Глава Х

We use cookies. Read the Privacy and Cookie Policy

Глава Х

«РАЗВРАТНЫЙ ХЛЫСТ» И «НЕИСТОВЫЙ МОНАХ»

До конца жизни Распутин часть года проводил у себя в деревне: «Тянет к родине, хотя уже отвык я от крестьян». Обеих дочерей определил он в гимназию в Петербурге, и они ездили в Покровское только с ним на лето. Он пытался и сына устроить в городе, но тот упорно не хотел учиться, и отец разрешил ему вернуться в Покровское. «Блаженный он у меня, — говорил Распутин, — все смеется, все смешки ему да смешки». Прасковья Федоровна часто ездила к мужу в Петербург, отец же, Ефим Андреевич, был лишь раз и, напуганный шумом большого города, где он крестился перед каждым автомобилем, поспешил назад.

На деньги, подаренные Милицей Николаевной, Распутин летом 1906 года купил новый двухэтажный дом на главной улице Покровского, обставил горницу «по-городскому», развесил свои фотографии с высокопоставленными друзьями, расставил книги духовного содержания — ни книг, ни картин светских в доме не допускалось. Отношение к нему в селе было противоречивым. Помнили еще его юношеские похождения, клички «Вытул» и «Святой», поговаривали о «раденьях» с «сестрами», посмеивались над прогулками с петербургскими гостьями.

Дядя Распутина, у которого поселился Сенин, рассказывал: «Наденет, бывало, Григорий… свои старые валенки, холщовую рубаху и портки и шествует вдоль села. А расфуфыренные столичные барышни в шляпках, в шелковых платьях под руки его ведут… „святым отцом“ называют…» «Лешака, а не святой… Гришка-вытул, вор… — неожиданно вскипятилась старушка, сестра хозяина. -…Разве святые-то, прости меня, Господи… с бабами спасались?» «Ну, ты, бабушка, того, -…подмигнул хозяин, — была бы помоложе, так и сама бы уверовала…»

Однако так ценимое на Руси юродство, слухи, что Распутин «угадывает», «пророчествует», а главное — признание его в столице и свалившееся на него богатство меняли отношение односельчан. Первыми признали его фельдшер, учитель, почтовый чиновник, а за ними и "мужички стали заходить за советами, главным образом с вопросом: «Как ты, Григорий, деньги добываешь?» «Читайте прежде всего евангелие, а все остальное приложится вам», — отвечал Распутин.
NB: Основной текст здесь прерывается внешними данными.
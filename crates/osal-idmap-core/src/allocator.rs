//! Per-category id allocation with reuse protection
//!
//! An `IdAllocator` owns the slot table of one object category. Every slot
//! carries a generation counter that is advanced each time the slot is
//! handed out, so an id issued for an earlier occupant of the slot no longer
//! matches once the slot has been reused.
//!
//! # Slot State Machine
//!
//! ```text
//!   Free ──allocate──▶ Reserved ──publish──▶ Valid ──begin_delete──▶ Deleting
//!    ▲                    │                                             │
//!    └──────release───────┴───────────────────release───────────────────┘
//! ```
//!
//! `Reserved` covers the window in which the native constructor runs and
//! `Deleting` the window in which the native destructor runs. Neither is
//! visible to lookups, and neither can be allocated or deleted again.

use alloc::string::String;
use alloc::vec::Vec;
use core::fmt;

use crate::types::{ObjectCategory, ObjectId, ObjectRecord, TaskId, MAX_GENERATION, MAX_SLOTS};

/// Lifecycle state of one slot
#[derive(Clone, Copy, Debug, PartialEq, Eq)]
pub enum SlotState {
    /// Slot is unused
    Free,
    /// Id issued, native resource being created
    Reserved,
    /// Object is live
    Valid,
    /// Object invalidated, native resource being destroyed
    Deleting,
}

/// One slot of a category table
pub(crate) struct Slot<H> {
    pub(crate) generation: u16,
    pub(crate) state: SlotState,
    pub(crate) name: String,
    pub(crate) creator: TaskId,
    pub(crate) handle: Option<H>,
}

impl<H> Slot<H> {
    fn empty() -> Self {
        Self {
            generation: 0,
            state: SlotState::Free,
            name: String::new(),
            creator: ObjectId::UNDEFINED,
            handle: None,
        }
    }
}

/// Allocator errors
#[derive(Clone, Copy, Debug, PartialEq, Eq)]
pub enum AllocError {
    /// Every slot of the category is in use
    NoFreeIds,
    /// Id does not name a slot in the state the operation requires
    StaleId(ObjectId),
}

impl fmt::Display for AllocError {
    fn fmt(&self, f: &mut fmt::Formatter<'_>) -> fmt::Result {
        match self {
            AllocError::NoFreeIds => write!(f, "No free ids"),
            AllocError::StaleId(id) => write!(f, "Stale id {}", id),
        }
    }
}

/// Slot table and id issuer for one category
pub struct IdAllocator<H> {
    pub(crate) category: ObjectCategory,
    pub(crate) slots: Vec<Slot<H>>,
    /// Slot handed out by the most recent `allocate`
    pub(crate) last_issued: Option<usize>,
    /// Number of slots not in `Free`
    pub(crate) in_use: usize,
}

impl<H: Clone> IdAllocator<H> {
    /// Create an empty table with `capacity` slots
    ///
    /// `capacity` is clamped to the encodable slot space; callers validate
    /// their limits first.
    pub fn new(category: ObjectCategory, capacity: usize) -> Self {
        let capacity = if category == ObjectCategory::Other {
            0
        } else {
            capacity.min(MAX_SLOTS)
        };
        let mut slots = Vec::with_capacity(capacity);
        slots.resize_with(capacity, Slot::empty);
        Self {
            category,
            slots,
            last_issued: None,
            in_use: 0,
        }
    }

    /// Category this table serves
    pub fn category(&self) -> ObjectCategory {
        self.category
    }

    /// Number of slots
    pub fn capacity(&self) -> usize {
        self.slots.len()
    }

    /// Number of slots not free (valid, reserved or being deleted)
    pub fn in_use(&self) -> usize {
        self.in_use
    }

    /// Number of valid objects
    pub fn len(&self) -> usize {
        self.slots
            .iter()
            .filter(|s| s.state == SlotState::Valid)
            .count()
    }

    /// Check if no object is valid
    pub fn is_empty(&self) -> bool {
        self.len() == 0
    }

    /// Issue a new id and reserve its slot under `name`
    ///
    /// The search starts after the most recently issued slot, so a slot that
    /// was just released is the last one to be reused.
    pub fn allocate(&mut self, name: &str, creator: TaskId) -> Result<ObjectId, AllocError> {
        let capacity = self.slots.len();
        if self.in_use >= capacity {
            return Err(AllocError::NoFreeIds);
        }

        let start = self.last_issued.map(|i| i + 1).unwrap_or(0);
        let index = (0..capacity)
            .map(|k| (start + k) % capacity)
            .find(|&i| self.slots[i].state == SlotState::Free)
            .ok_or(AllocError::NoFreeIds)?;

        let slot = &mut self.slots[index];
        slot.generation = next_generation(slot.generation);
        slot.state = SlotState::Reserved;
        slot.name = String::from(name);
        slot.creator = creator;
        slot.handle = None;

        self.in_use += 1;
        self.last_issued = Some(index);

        Ok(ObjectId::encode(self.category, slot.generation, index))
    }

    /// Attach the native handle to a reserved slot, making the object valid
    pub fn publish(&mut self, id: ObjectId, handle: H) -> Result<(), AllocError> {
        let slot = self
            .slot_for_mut(id, SlotState::Reserved)
            .ok_or(AllocError::StaleId(id))?;
        slot.handle = Some(handle);
        slot.state = SlotState::Valid;
        Ok(())
    }

    /// Invalidate a valid object, returning its record for native teardown
    pub fn begin_delete(&mut self, id: ObjectId) -> Option<ObjectRecord<H>> {
        let record = self.record(id)?;
        if let Some(slot) = self.slot_for_mut(id, SlotState::Valid) {
            slot.state = SlotState::Deleting;
        }
        Some(record)
    }

    /// Return a reserved, valid or deleting slot to the free pool
    pub fn release(&mut self, id: ObjectId) -> Result<(), AllocError> {
        let slot = self
            .slot_matching_mut(id)
            .filter(|s| s.state != SlotState::Free)
            .ok_or(AllocError::StaleId(id))?;
        slot.state = SlotState::Free;
        slot.name.clear();
        slot.creator = ObjectId::UNDEFINED;
        slot.handle = None;
        self.in_use -= 1;
        Ok(())
    }

    /// O(1) validity test
    pub fn is_valid(&self, id: ObjectId) -> bool {
        self.slot_for(id, SlotState::Valid).is_some()
    }

    /// Current state of the slot `id` names, if the generation still matches
    pub fn state_of(&self, id: ObjectId) -> Option<SlotState> {
        self.slot_matching(id).map(|s| s.state)
    }

    /// Snapshot of a valid object
    pub fn record(&self, id: ObjectId) -> Option<ObjectRecord<H>> {
        let slot = self.slot_for(id, SlotState::Valid)?;
        Some(ObjectRecord {
            id,
            category: self.category,
            slot_index: id.slot_index(),
            native_handle: slot.handle.clone()?,
            creator: slot.creator,
            name: slot.name.clone(),
        })
    }

    /// Id and creator of the valid object in slot `index`
    pub fn entry_at(&self, index: usize) -> Option<(ObjectId, TaskId)> {
        let slot = self.slots.get(index)?;
        if slot.state != SlotState::Valid {
            return None;
        }
        Some((
            ObjectId::encode(self.category, slot.generation, index),
            slot.creator,
        ))
    }

    /// Whether any non-free slot holds `name` (including in-flight creates)
    pub fn name_in_use(&self, name: &str) -> bool {
        self.slots
            .iter()
            .any(|s| s.state != SlotState::Free && s.name == name)
    }

    /// Id of the valid object called `name`
    pub fn find_by_name(&self, name: &str) -> Option<ObjectId> {
        self.slots
            .iter()
            .position(|s| s.state == SlotState::Valid && s.name == name)
            .and_then(|i| self.entry_at(i))
            .map(|(id, _)| id)
    }

    /// Id of the valid object whose native handle equals `handle`
    pub fn find_by_handle(&self, handle: &H) -> Option<ObjectId>
    where
        H: PartialEq,
    {
        self.slots
            .iter()
            .position(|s| s.state == SlotState::Valid && s.handle.as_ref() == Some(handle))
            .and_then(|i| self.entry_at(i))
            .map(|(id, _)| id)
    }

    /// Ids of all valid objects, in slot order
    pub fn valid_ids(&self) -> Vec<ObjectId> {
        (0..self.slots.len())
            .filter_map(|i| self.entry_at(i).map(|(id, _)| id))
            .collect()
    }

    fn slot_matching(&self, id: ObjectId) -> Option<&Slot<H>> {
        if id.category() != self.category {
            return None;
        }
        self.slots
            .get(id.slot_index())
            .filter(|s| s.generation == id.generation())
    }

    fn slot_matching_mut(&mut self, id: ObjectId) -> Option<&mut Slot<H>> {
        if id.category() != self.category {
            return None;
        }
        self.slots
            .get_mut(id.slot_index())
            .filter(|s| s.generation == id.generation())
    }

    fn slot_for(&self, id: ObjectId, state: SlotState) -> Option<&Slot<H>> {
        self.slot_matching(id).filter(|s| s.state == state)
    }

    fn slot_for_mut(&mut self, id: ObjectId, state: SlotState) -> Option<&mut Slot<H>> {
        self.slot_matching_mut(id).filter(|s| s.state == state)
    }
}

/// Advance a slot generation, skipping 0 on wrap
fn next_generation(generation: u16) -> u16 {
    if generation >= MAX_GENERATION {
        1
    } else {
        generation + 1
    }
}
Некоторые достали Евангелие и усердно читали его, но не разбогатели, лишь «баб своих рассмешили».

Кроме добрых советов, Распутин и делом помогал своему селу, например, выхлопотал право на бесплатную рубку казенного леса, собирался строить больницу. Еще в 1907 году хотел дать деньги на постройку церкви — "приникнула мне мысль и глубоко запала в сердце, как говорится по слову апостола Петра: «Кто устроил храм, того адовы ворота не одолеют никогда», — но мужички отказались, заподозрив, что от них потребуются расходы на завершение храма: «Только согласие дай, а там не отвертишься… Хочешь строить — строй… Вот тебе место — и больше ничего». По показаниям С. П. Белецкого, «крестьянство местное жило с ним в хороших добрососедских отношениях, и он многое сделал для своего селения».
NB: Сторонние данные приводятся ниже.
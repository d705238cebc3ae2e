//! Persistence collaborator interface.

use async_trait::async_trait;

use crate::error::DomainResult;
use crate::filter::FilterExpr;

/// Counts rows matching a filter.
///
/// This is the only question the enforcement engine ever asks the
/// persistence layer: existence verification is expressed entirely as
/// counting under merged predicates. Reads and writes themselves are executed
/// by the host after enforcement rewrites the operation.
#[async_trait]
pub trait RowCounter: Send + Sync {
    async fn count(&self, model: &str, filter: &FilterExpr) -> DomainResult<u64>;
}
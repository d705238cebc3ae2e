//! rolegate-storage: Storage abstraction layer
//!
//! This crate provides the persistence collaborator for rolegate, including:
//! - DataStore trait for row-oriented storage operations
//! - In-memory implementation for testing and single-process use
//! - In-memory permission source
//!
//! # Architecture
//!
//! ```text
//! ┌─────────────────────────────────────────────┐
//! │              rolegate-storage                │
//! ├─────────────────────────────────────────────┤
//! │  traits.rs   - DataStore trait definition   │
//! │  memory.rs   - In-memory implementation     │
//! └─────────────────────────────────────────────┘
//! ```

pub mod error;
pub mod memory;
pub mod traits;

// Re-export commonly used types
pub use error::{StorageError, StorageResult};
pub use memory::{MemoryDataStore, MemoryPermissionSource};
pub use traits::{DataStore, Row};
#[cfg(test)]
mod tests {
    use super::*;
    use crate::catalog::{FieldDef, ModelDef};
    use crate::policy::{ObjectFieldOps, PermissionDefinition, SetValue};
    use serde_json::json;

    fn catalog() -> ModelCatalog {
        ModelCatalog::new(vec![
            ModelDef::new(
                "Post",
                vec![
                    FieldDef::scalar("id", "String"),
                    FieldDef::scalar("title", "String"),
                    FieldDef::scalar("body", "String"),
                    FieldDef::relation("author", "User", false),
                ],
            ),
            ModelDef::new(
                "Secret",
                vec![FieldDef::scalar("id", "String")],
            ),
            ModelDef::new(
                "User",
                vec![
                    FieldDef::scalar("id", "String"),
                    FieldDef::relation("posts", "Post", true),
                ],
            ),
        ])
    }

    fn read_perm(model: &str, columns: &[&str]) -> PermissionRecord {
        let def = PermissionDefinition {
            columns: columns.iter().map(|c| c.to_string()).collect(),
            ..Default::default()
        };
        PermissionRecord::new("EDITOR", model, PermType::Read, def)
    }

    fn project(records: &[PermissionRecord]) -> RoleSchemaFilters {
        let models = catalog();
        let inputs = InputCatalog::derive(&models);
        role_schema_filters(&models, &inputs, records, "EDITOR", &[])
    }

    #[test]
    fn test_unpermitted_model_fully_hidden() {
        let filters = project(&[read_perm("Post", &["id", "title"])]);
        assert!(filters.types.contains("Secret"));
        assert!(filters.types.contains("User"));
        for op in ["createMany", "deleteMany", "updateMany", "aggregate", "count"] {
            assert!(filters.root_fields.contains(&format!("{op}Secret")));
        }
        assert!(filters.inputs.contains("SecretWhereInput"));
    }

    #[test]
    fn test_denied_columns_projected_out() {
        let filters = project(&[read_perm("Post", &["id", "title"])]);
        let entry = filters
            .object_fields
            .iter()
            .find(|f| f.model == "Post")
            .unwrap();
        assert!(entry.fields.contains("body"));
        assert!(entry.fields.contains("author"));
        assert!(!entry.fields.contains("title"));
        // where/orderBy inputs lose the same fields
        assert!(filters.input_fields.iter().any(|f| {
            f.inputs.iter().any(|i| i == "PostWhereInput") && f.fields.contains("body")
        }));
        // aggregate outputs too
        assert!(filters.output_fields.iter().any(|f| {
            f.outputs.iter().any(|o| o == "PostCountAggregateOutputType")
                && f.fields.contains("body")
        }));
    }

    #[test]
    fn test_missing_perm_types_deny_root_fields() {
        let filters = project(&[read_perm("Post", &["id", "title"])]);
        // Post is granted READ only
        for field in ["createOnePost", "updateOnePost", "upsertOnePost", "deleteOnePost"] {
            assert!(filters.root_fields.contains(field), "missing {field}");
        }
        assert!(!filters.root_fields.contains("findManyPost"));
    }

    #[test]
    fn test_ops_narrowing_denies_specific_verbs() {
        let mut record = read_perm("Post", &["id", "title", "body", "author"]);
        record.def.ops = Some(["findUnique", "findFirst"].iter().map(|s| s.to_string()).collect());
        let filters = project(&[record]);
        assert!(filters.root_fields.contains("findManyPost"));
        assert!(filters.root_fields.contains("aggregatePost"));
        assert!(filters.root_fields.contains("countPost"));
        assert!(!filters.root_fields.contains("findUniquePost"));
        assert!(filters.root_subscription_fields.contains("subscribePost"));
    }

    #[test]
    fn test_set_columns_excluded_from_visibility() {
        let mut record = PermissionRecord::new(
            "EDITOR",
            "Post",
            PermType::Create,
            PermissionDefinition {
                columns: ["id", "title", "body"].iter().map(|s| s.to_string()).collect(),
                ..Default::default()
            },
        );
        record
            .def
            .set
            .insert("body".into(), SetValue::parse(&json!("ctx-fn-template")));
        // body is forced by the policy, so it is denied as a caller-visible
        // input field even though it appears in columns.
        let filters = project(&[record]);
        assert!(filters.input_fields.iter().any(|f| {
            f.inputs.iter().any(|i| i == "PostCreateInput") && f.fields.contains("body")
        }));
    }

    #[test]
    fn test_relation_verb_narrowing() {
        let mut record = PermissionRecord::new(
            "EDITOR",
            "User",
            PermType::Update,
            PermissionDefinition {
                columns: std::iter::once("id".to_string()).collect(),
                ..Default::default()
            },
        );
        record.def.object_fields_ops.insert(
            "posts".into(),
            ObjectFieldOps {
                model: "Post".into(),
                allowed: std::iter::once("connect".to_string()).collect(),
            },
        );
        let filters = project(&[record]);
        // several deny entries can reference the same input shape; the
        // narrowing holds over their union
        let denied: BTreeSet<&str> = filters
            .input_fields
            .iter()
            .filter(|f| f.inputs.iter().any(|i| i == "PostUpdateManyWithoutUserInput"))
            .flat_map(|f| f.fields.iter().map(String::as_str))
            .collect();
        assert!(denied.contains("disconnect"));
        assert!(denied.contains("set"));
        assert!(denied.contains("connectOrCreate"));
        assert!(!denied.contains("connect"));
    }

    #[test]
    fn test_annotations_respected() {
        let models = catalog();
        let inputs = InputCatalog::derive(&models);
        let annotations = vec![
            RootFieldAnnotation {
                field: "findManyModel".into(),
                subscription: false,
                allow_roles: Some(vec!["ADMIN".into()]),
                prevent_roles: None,
            },
            RootFieldAnnotation {
                field: "health".into(),
                subscription: false,
                allow_roles: None,
                prevent_roles: None,
            },
        ];
        let filters = role_schema_filters(&models, &inputs, &[], "EDITOR", &annotations);
        assert!(filters.root_fields.contains("findManyModel"));
        assert!(!filters.root_fields.contains("health"));
    }

    #[test]
    fn test_projection_is_idempotent() {
        let records = vec![read_perm("Post", &["id", "title"])];
        assert_eq!(project(&records), project(&records));
    }
}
Из крестьян Покровского никогда не уверовал ни в «святость», ни в серьезность Григория Распутина его собственный отец. В наезды сына нападал он на него с грубой бранью, случалось им драться, причем старик грозился «рассказать всем, что Григорий ничего не умеет», а «только знает Дуню (прислугу) держать за мягкие части». Еще более против Распутина были настроены его «духовные отцы» — приходские священники о. Петр Остроумов, настоятель церкви, и о. Федор Чемагин. Обоих раздражало, что мирянин полез в дела священства, религиозные поиски казались им ведущими к сектантству, «пророчества» Распутина и собрания у него — подозрительными, а его рассуждения, что «благодать с недостойных пастырей отлетает и ложится на простецов», еще более выводили их из себя.
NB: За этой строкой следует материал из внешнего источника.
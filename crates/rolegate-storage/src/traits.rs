//! DataStore trait definition.

use async_trait::async_trait;
use serde_json::{Map, Value};

use rolegate_domain::filter::{FilterExpr, Selector};

use crate::error::StorageResult;

/// One stored row: flat field name to JSON value.
pub type Row = Map<String, Value>;

/// Row-oriented persistence, keyed by model name.
///
/// Filters arrive in the parsed form produced by the domain crate; backends
/// translate them to their native query language (the in-memory backend
/// evaluates them directly).
#[async_trait]
pub trait DataStore: Send + Sync {
    /// Counts rows matching a filter.
    async fn count(&self, model: &str, filter: &FilterExpr) -> StorageResult<u64>;

    /// Fetches the row matching a unique selector, if any.
    async fn find_unique(&self, model: &str, selector: &Selector) -> StorageResult<Option<Row>>;

    /// Fetches every row matching a filter.
    async fn find_many(&self, model: &str, filter: &FilterExpr) -> StorageResult<Vec<Row>>;

    /// Inserts a row and returns it.
    async fn create(&self, model: &str, row: Row) -> StorageResult<Row>;

    /// Applies field changes to the row matching a unique selector and
    /// returns the updated row.
    async fn update(&self, model: &str, selector: &Selector, changes: Row) -> StorageResult<Row>;

    /// Deletes the row matching a unique selector and returns it.
    async fn delete(&self, model: &str, selector: &Selector) -> StorageResult<Row>;
}
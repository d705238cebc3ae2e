//! In-memory storage implementation for testing.
//!
//! Rows are held per model in a `DashMap<String, Vec<Row>>`; filters are
//! evaluated directly with the domain crate's row matcher, so the backend
//! honors exactly the predicate semantics enforcement produces.

use std::sync::atomic::{AtomicBool, Ordering};
use std::sync::Arc;

use async_trait::async_trait;
use dashmap::DashMap;
use serde_json::Value;
use tracing::trace;

use rolegate_domain::engine::RowCounter;
use rolegate_domain::error::{DomainError, DomainResult};
use rolegate_domain::filter::{FilterExpr, Selector};
use rolegate_domain::perms::PermissionSource;
use rolegate_domain::policy::PermissionRecord;

use crate::error::{StorageError, StorageResult};
use crate::traits::{DataStore, Row};

/// In-memory implementation of DataStore.
///
/// Uses DashMap for thread-safe concurrent access; each model's rows live in
/// one entry, so operations on different models never contend.
#[derive(Debug, Default)]
pub struct MemoryDataStore {
    rows: DashMap<String, Vec<Row>>,
}

impl MemoryDataStore {
    pub fn new() -> Self {
        Self::default()
    }

    pub fn new_shared() -> Arc<Self> {
        Arc::new(Self::new())
    }

    /// Seeds a model with rows, replacing any existing ones. Non-object
    /// values are skipped.
    pub fn seed(&self, model: &str, rows: Vec<Value>) {
        let rows = rows
            .into_iter()
            .filter_map(|v| v.as_object().cloned())
            .collect();
        self.rows.insert(model.to_string(), rows);
    }
}

fn selector_matches(selector: &Selector, row: &Row) -> bool {
    selector.to_filter().matches_row(row)
}

#[async_trait]
impl DataStore for MemoryDataStore {
    async fn count(&self, model: &str, filter: &FilterExpr) -> StorageResult<u64> {
        let count = self
            .rows
            .get(model)
            .map(|rows| rows.iter().filter(|r| filter.matches_row(r)).count() as u64)
            .unwrap_or(0);
        trace!(model = %model, count, "counted rows");
        Ok(count)
    }

    async fn find_unique(&self, model: &str, selector: &Selector) -> StorageResult<Option<Row>> {
        Ok(self.rows.get(model).and_then(|rows| {
            rows.iter().find(|r| selector_matches(selector, r)).cloned()
        }))
    }

    async fn find_many(&self, model: &str, filter: &FilterExpr) -> StorageResult<Vec<Row>> {
        Ok(self
            .rows
            .get(model)
            .map(|rows| {
                rows.iter()
                    .filter(|r| filter.matches_row(r))
                    .cloned()
                    .collect()
            })
            .unwrap_or_default())
    }

    async fn create(&self, model: &str, row: Row) -> StorageResult<Row> {
        self.rows
            .entry(model.to_string())
            .or_default()
            .push(row.clone());
        Ok(row)
    }

    async fn update(&self, model: &str, selector: &Selector, changes: Row) -> StorageResult<Row> {
        let mut rows = self
            .rows
            .get_mut(model)
            .ok_or_else(|| StorageError::ModelNotFound(model.to_string()))?;
        let row = rows
            .iter_mut()
            .find(|r| selector_matches(selector, r))
            .ok_or_else(|| StorageError::RowNotFound {
                model: model.to_string(),
            })?;
        for (key, value) in changes {
            row.insert(key, value);
        }
        Ok(row.clone())
    }

    async fn delete(&self, model: &str, selector: &Selector) -> StorageResult<Row> {
        let mut rows = self
            .rows
            .get_mut(model)
            .ok_or_else(|| StorageError::ModelNotFound(model.to_string()))?;
        let index = rows
            .iter()
            .position(|r| selector_matches(selector, r))
            .ok_or_else(|| StorageError::RowNotFound {
                model: model.to_string(),
            })?;
        Ok(rows.remove(index))
    }
}

/// The enforcement engine only needs counting; map storage failures to the
/// domain's backend error so a broken store never passes verification.
#[async_trait]
impl RowCounter for MemoryDataStore {
    async fn count(&self, model: &str, filter: &FilterExpr) -> DomainResult<u64> {
        DataStore::count(self, model, filter)
            .await
            .map_err(|e| DomainError::BackendUnavailable {
                message: e.to_string(),
            })
    }
}

/// In-memory permission source, for tests and single-process deployments.
#[derive(Debug, Default)]
pub struct MemoryPermissionSource {
    records: DashMap<String, Vec<PermissionRecord>>,
    unavailable: AtomicBool,
}

impl MemoryPermissionSource {
    pub fn new() -> Self {
        Self::default()
    }

    pub fn insert(&self, record: PermissionRecord) {
        self.records
            .entry(record.role.clone())
            .or_default()
            .push(record);
    }

    /// Simulates a backend outage: loads fail until cleared.
    pub fn set_unavailable(&self, unavailable: bool) {
        self.unavailable.store(unavailable, Ordering::SeqCst);
    }
}

#[async_trait]
impl PermissionSource for MemoryPermissionSource {
    async fn load_permissions(&self, role: &str) -> DomainResult<Vec<PermissionRecord>> {
        if self.unavailable.load(Ordering::SeqCst) {
            return Err(DomainError::BackendUnavailable {
                message: "permission source unavailable".into(),
            });
        }
        Ok(self
            .records
            .get(role)
            .map(|records| records.value().clone())
            .unwrap_or_default())
    }
}

#[cfg(test)]
mod tests {
    use serde_json::json;

    use super::*;

    fn selector(value: Value) -> Selector {
        Selector::parse(&value).unwrap()
    }

    fn filter(value: Value) -> FilterExpr {
        FilterExpr::parse(&value).unwrap()
    }

    #[tokio::test]
    async fn test_seed_count_and_find() {
        let store = MemoryDataStore::new();
        store.seed(
            "Post",
            vec![
                json!({ "id": 1, "ownerId": "u1" }),
                json!({ "id": 2, "ownerId": "u2" }),
            ],
        );
        let owned = filter(json!({ "ownerId": { "equals": "u1" } }));
        assert_eq!(DataStore::count(&store, "Post", &owned).await.unwrap(), 1);
        let rows = store.find_many("Post", &owned).await.unwrap();
        assert_eq!(rows.len(), 1);
        assert_eq!(rows[0]["id"], json!(1));
        let row = store
            .find_unique("Post", &selector(json!({ "id": 2 })))
            .await
            .unwrap()
            .unwrap();
        assert_eq!(row["ownerId"], json!("u2"));
    }

    #[tokio::test]
    async fn test_update_and_delete_by_selector() {
        let store = MemoryDataStore::new();
        store.seed("Post", vec![json!({ "id": 1, "title": "a" })]);
        let changes: Row = json!({ "title": "b" }).as_object().cloned().unwrap();
        let updated = store
            .update("Post", &selector(json!({ "id": 1 })), changes)
            .await
            .unwrap();
        assert_eq!(updated["title"], json!("b"));
        store
            .delete("Post", &selector(json!({ "id": 1 })))
            .await
            .unwrap();
        let missing = store
            .delete("Post", &selector(json!({ "id": 1 })))
            .await
            .unwrap_err();
        assert!(matches!(missing, StorageError::RowNotFound { .. }));
    }

    #[tokio::test]
    async fn test_count_on_unknown_model_is_zero() {
        let store = MemoryDataStore::new();
        let all = FilterExpr::default();
        assert_eq!(DataStore::count(&store, "Ghost", &all).await.unwrap(), 0);
    }

    #[tokio::test]
    async fn test_permission_source_outage_is_an_error() {
        let source = MemoryPermissionSource::new();
        assert!(source.load_permissions("EDITOR").await.unwrap().is_empty());
        source.set_unavailable(true);
        let err = source.load_permissions("EDITOR").await.unwrap_err();
        assert!(matches!(err, DomainError::BackendUnavailable { .. }));
    }
}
Последним ударом для них стал нагрудный «крест золотой» Распутина — о. Петр потребовал, чтобы он не появлялся в нем в церкви, а одному из «братьев» Григория, Илье Арапову, предложил отречься от него. Оба священника тем не менее ходили к Распутину в надежде что-то выведать, расспрашивали его гостей и соседей. Сын Распутина Дмитрий, мальчик, склонный к озорству, пьянству и мелким кражам, болтал по селу, что отец ходит с «сестрами» в баню, «творит грех», что мать его бегала за одной «барыней» с топором в руках. Собрав все слухи, о. Петр отправил донос Тобольскому епископу.

10 января 1908 года, «на Григория», собрались у Распутиных гости, и из Петербурга, и местные, пришли оба батюшки, получены были поздравительные телеграммы, в том числе от П.А.Столыпина, — а в ту же ночь тюменским миссионером Глуховцевым по епископскому постановлению был у Распутина произведен обыск. Глуховцев, в присутствии урядника и в сопровождении Остроумова и Чемагина, только что «гулявших» на именинах, облазил весь дом, искал «кадку», вокруг которой происходят «хлыстовские радения», но ничего не нашел. Распутин ни в чем не признавался и на слова Чемагина, что тот сам видел, как он из бани с женщинами выходил, ответил: «Я только в предбаннике лежал».

«Григорий страшно испугался, — пишет Берландская, — у него было очень страшное лицо… Свои все его оправдывали своими показаниями… Григорий боялся и бань, и что его сошлют в тюрьму. Я и этим поразилась: как это так, совершенный боится тюрьмы за Господа?» Допрошены были некоторые односельчане, а также «братья» и «сестры» Распутина и его интеллигентные почитательницы, которые показали, что знакомство с Распутиным было для них «новой эрой» и что он их учил «святым таинствам» — не ясно, каким именно. Дело затем было передано Тобольскому епископу Антонию для «доследования».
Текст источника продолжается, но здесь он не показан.